WHAT TO PRODUCE → Work through the data and report how many lines include the string "merged", giving the number alone.

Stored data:
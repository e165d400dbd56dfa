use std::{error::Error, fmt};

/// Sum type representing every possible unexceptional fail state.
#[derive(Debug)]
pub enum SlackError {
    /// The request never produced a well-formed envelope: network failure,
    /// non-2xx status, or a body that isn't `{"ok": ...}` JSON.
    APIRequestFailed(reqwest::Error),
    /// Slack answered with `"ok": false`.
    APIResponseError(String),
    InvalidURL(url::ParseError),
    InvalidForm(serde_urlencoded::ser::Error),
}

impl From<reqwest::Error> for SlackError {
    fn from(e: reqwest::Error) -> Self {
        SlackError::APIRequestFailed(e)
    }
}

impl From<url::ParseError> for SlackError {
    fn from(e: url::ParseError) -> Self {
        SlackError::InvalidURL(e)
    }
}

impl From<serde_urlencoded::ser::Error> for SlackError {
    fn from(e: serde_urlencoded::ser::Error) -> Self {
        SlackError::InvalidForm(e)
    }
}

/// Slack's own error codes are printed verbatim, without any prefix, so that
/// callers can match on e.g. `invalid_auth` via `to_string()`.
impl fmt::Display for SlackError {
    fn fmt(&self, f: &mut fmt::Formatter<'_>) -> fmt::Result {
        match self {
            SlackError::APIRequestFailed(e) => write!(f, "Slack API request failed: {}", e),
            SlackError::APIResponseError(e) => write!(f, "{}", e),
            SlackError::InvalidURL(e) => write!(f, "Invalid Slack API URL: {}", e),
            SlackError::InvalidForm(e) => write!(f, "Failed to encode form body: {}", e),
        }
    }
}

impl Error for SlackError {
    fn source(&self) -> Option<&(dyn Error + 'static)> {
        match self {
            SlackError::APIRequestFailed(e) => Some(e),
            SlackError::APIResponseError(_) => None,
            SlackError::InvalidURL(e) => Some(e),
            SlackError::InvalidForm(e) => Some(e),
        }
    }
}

--

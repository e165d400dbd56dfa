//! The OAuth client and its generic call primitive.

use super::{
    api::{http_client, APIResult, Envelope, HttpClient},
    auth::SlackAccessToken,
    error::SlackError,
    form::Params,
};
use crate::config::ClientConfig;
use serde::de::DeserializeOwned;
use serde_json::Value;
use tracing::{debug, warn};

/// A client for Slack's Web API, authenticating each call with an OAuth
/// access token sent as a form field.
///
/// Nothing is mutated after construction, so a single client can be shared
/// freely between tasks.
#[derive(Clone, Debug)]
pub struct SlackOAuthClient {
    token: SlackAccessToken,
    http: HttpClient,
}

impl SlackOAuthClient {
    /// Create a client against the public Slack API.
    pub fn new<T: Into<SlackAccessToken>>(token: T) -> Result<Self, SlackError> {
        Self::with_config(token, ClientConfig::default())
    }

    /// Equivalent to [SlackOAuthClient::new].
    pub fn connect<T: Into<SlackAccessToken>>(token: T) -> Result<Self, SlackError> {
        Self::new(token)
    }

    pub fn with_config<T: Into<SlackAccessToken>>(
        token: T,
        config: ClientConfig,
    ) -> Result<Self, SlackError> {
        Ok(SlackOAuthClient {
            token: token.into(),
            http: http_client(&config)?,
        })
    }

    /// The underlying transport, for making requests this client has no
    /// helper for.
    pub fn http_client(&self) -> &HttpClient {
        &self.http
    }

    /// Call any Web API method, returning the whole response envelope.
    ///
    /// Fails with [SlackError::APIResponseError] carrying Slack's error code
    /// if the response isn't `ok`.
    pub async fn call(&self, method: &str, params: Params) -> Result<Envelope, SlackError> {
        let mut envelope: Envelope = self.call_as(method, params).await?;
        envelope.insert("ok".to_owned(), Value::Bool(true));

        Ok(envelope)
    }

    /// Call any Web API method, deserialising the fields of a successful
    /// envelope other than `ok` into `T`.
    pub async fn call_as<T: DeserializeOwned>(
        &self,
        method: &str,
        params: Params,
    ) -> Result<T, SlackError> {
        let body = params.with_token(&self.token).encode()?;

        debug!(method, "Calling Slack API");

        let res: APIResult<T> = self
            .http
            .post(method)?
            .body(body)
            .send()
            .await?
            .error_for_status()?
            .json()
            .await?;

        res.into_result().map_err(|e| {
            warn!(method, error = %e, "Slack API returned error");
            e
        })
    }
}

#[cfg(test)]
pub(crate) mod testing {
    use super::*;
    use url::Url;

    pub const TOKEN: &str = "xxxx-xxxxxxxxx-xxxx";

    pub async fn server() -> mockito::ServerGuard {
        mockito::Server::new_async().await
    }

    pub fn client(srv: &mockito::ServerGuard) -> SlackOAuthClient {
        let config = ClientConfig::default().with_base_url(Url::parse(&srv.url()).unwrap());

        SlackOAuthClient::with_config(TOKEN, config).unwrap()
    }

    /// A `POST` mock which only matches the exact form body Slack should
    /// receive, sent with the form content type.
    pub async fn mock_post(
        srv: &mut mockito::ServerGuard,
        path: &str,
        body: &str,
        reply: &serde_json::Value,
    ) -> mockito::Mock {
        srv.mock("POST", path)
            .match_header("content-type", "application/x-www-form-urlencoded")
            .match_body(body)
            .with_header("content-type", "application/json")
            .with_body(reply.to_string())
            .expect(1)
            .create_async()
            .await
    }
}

---

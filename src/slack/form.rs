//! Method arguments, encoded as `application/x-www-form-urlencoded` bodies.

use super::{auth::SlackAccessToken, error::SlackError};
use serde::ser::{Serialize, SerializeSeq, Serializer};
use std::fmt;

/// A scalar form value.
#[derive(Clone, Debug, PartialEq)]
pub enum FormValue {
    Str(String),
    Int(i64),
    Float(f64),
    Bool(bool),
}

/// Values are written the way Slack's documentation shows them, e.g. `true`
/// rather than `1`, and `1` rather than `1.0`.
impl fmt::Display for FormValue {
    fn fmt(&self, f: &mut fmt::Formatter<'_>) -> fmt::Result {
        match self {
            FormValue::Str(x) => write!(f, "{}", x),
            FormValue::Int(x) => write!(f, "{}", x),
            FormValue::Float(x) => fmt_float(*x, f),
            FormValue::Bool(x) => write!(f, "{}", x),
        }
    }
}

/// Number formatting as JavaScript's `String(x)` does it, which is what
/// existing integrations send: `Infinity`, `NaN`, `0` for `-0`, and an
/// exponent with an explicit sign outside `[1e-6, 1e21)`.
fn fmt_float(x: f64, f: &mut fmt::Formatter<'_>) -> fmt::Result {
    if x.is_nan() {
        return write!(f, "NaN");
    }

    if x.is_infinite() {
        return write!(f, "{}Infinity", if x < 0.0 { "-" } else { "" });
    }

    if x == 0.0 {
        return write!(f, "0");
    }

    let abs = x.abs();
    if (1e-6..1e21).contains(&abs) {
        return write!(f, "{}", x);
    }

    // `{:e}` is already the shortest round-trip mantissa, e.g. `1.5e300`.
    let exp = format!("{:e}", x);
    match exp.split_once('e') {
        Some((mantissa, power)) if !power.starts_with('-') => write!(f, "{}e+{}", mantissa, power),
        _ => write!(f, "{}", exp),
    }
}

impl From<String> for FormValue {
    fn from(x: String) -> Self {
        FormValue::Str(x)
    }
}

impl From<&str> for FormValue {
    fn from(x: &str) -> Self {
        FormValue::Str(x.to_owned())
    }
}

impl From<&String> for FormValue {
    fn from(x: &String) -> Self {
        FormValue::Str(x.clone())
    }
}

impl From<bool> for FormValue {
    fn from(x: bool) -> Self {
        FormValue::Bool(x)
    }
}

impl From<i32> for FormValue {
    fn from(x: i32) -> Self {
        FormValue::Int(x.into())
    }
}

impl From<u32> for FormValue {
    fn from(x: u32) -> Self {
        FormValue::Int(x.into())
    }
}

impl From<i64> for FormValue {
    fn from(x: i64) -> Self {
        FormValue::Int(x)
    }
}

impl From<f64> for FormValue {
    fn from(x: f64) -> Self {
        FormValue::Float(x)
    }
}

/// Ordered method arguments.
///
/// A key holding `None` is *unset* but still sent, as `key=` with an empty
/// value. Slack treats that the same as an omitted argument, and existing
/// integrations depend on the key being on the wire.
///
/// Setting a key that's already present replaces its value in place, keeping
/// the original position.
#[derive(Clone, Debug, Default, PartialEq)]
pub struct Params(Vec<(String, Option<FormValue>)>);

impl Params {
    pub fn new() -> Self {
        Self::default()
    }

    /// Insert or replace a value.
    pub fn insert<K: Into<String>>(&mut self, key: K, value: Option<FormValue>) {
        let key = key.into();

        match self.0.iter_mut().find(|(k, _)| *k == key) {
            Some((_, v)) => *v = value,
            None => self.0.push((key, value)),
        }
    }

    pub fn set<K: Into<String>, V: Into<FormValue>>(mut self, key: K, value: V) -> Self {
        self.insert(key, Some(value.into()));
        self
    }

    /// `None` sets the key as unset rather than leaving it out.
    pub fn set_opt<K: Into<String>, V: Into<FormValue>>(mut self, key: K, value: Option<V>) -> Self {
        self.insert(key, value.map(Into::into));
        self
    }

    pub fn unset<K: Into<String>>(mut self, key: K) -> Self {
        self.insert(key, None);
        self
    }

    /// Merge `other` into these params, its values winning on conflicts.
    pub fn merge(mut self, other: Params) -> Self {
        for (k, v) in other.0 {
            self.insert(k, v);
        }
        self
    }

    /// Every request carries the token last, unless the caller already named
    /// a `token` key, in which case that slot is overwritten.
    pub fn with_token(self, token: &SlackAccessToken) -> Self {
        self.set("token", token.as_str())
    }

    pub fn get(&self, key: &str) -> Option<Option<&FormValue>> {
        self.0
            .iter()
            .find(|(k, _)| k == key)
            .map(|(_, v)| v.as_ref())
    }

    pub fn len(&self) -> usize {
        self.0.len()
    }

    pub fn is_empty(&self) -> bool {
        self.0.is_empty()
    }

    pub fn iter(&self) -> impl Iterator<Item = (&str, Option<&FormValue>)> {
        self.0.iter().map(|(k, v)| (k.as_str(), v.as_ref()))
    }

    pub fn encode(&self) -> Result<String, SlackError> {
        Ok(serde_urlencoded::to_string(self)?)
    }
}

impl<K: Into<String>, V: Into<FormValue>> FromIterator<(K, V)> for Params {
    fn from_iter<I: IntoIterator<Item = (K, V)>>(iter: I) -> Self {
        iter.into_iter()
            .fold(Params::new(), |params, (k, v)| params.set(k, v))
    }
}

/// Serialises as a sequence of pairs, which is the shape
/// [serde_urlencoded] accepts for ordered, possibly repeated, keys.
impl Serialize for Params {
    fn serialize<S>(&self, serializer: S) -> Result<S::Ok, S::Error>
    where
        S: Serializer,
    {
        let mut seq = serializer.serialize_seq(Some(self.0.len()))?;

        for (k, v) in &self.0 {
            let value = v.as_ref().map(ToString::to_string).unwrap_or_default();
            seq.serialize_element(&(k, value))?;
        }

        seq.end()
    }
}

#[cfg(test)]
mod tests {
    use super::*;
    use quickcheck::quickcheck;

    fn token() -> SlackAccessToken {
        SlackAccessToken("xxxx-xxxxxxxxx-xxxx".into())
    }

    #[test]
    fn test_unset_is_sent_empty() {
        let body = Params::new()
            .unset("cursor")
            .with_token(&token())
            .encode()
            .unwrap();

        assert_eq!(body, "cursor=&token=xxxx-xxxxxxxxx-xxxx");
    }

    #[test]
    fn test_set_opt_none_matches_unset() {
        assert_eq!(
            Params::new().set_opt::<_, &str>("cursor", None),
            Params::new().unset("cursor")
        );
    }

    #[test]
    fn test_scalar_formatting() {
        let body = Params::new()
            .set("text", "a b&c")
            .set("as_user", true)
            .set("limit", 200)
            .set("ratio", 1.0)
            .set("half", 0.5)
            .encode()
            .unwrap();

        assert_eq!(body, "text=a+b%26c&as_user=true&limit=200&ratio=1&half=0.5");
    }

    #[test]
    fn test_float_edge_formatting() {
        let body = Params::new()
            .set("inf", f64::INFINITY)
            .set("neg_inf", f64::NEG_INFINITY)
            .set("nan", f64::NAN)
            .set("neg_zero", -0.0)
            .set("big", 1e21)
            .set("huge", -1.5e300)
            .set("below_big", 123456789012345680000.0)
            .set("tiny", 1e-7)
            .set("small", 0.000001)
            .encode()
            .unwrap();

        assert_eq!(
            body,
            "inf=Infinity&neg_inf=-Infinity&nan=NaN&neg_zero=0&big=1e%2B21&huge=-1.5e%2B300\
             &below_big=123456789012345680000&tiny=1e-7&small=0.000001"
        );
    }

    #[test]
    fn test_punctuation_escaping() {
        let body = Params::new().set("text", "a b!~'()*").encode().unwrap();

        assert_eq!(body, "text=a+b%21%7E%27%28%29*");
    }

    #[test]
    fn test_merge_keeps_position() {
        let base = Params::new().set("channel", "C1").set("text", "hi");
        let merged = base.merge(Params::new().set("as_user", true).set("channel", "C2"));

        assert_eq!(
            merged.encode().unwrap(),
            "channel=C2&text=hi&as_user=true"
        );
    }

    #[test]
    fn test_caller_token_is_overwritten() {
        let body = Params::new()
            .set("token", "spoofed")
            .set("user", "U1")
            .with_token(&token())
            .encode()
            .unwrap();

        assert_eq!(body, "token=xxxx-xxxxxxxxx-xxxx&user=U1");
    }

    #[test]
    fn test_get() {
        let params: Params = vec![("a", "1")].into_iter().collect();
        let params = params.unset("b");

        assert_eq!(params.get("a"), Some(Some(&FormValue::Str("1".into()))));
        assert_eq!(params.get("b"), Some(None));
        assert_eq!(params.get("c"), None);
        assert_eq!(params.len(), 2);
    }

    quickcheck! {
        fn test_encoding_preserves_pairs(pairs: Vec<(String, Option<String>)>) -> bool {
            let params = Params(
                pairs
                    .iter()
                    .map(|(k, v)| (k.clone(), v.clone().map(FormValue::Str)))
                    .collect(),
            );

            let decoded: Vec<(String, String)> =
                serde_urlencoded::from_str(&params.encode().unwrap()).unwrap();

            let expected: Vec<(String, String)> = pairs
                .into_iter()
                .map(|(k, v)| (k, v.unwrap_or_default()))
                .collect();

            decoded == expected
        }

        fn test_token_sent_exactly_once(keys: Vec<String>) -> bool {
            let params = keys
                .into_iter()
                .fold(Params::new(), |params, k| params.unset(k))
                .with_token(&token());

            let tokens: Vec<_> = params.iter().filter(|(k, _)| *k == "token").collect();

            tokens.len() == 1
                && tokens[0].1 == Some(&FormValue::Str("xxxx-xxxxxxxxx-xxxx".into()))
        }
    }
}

REPLY → 2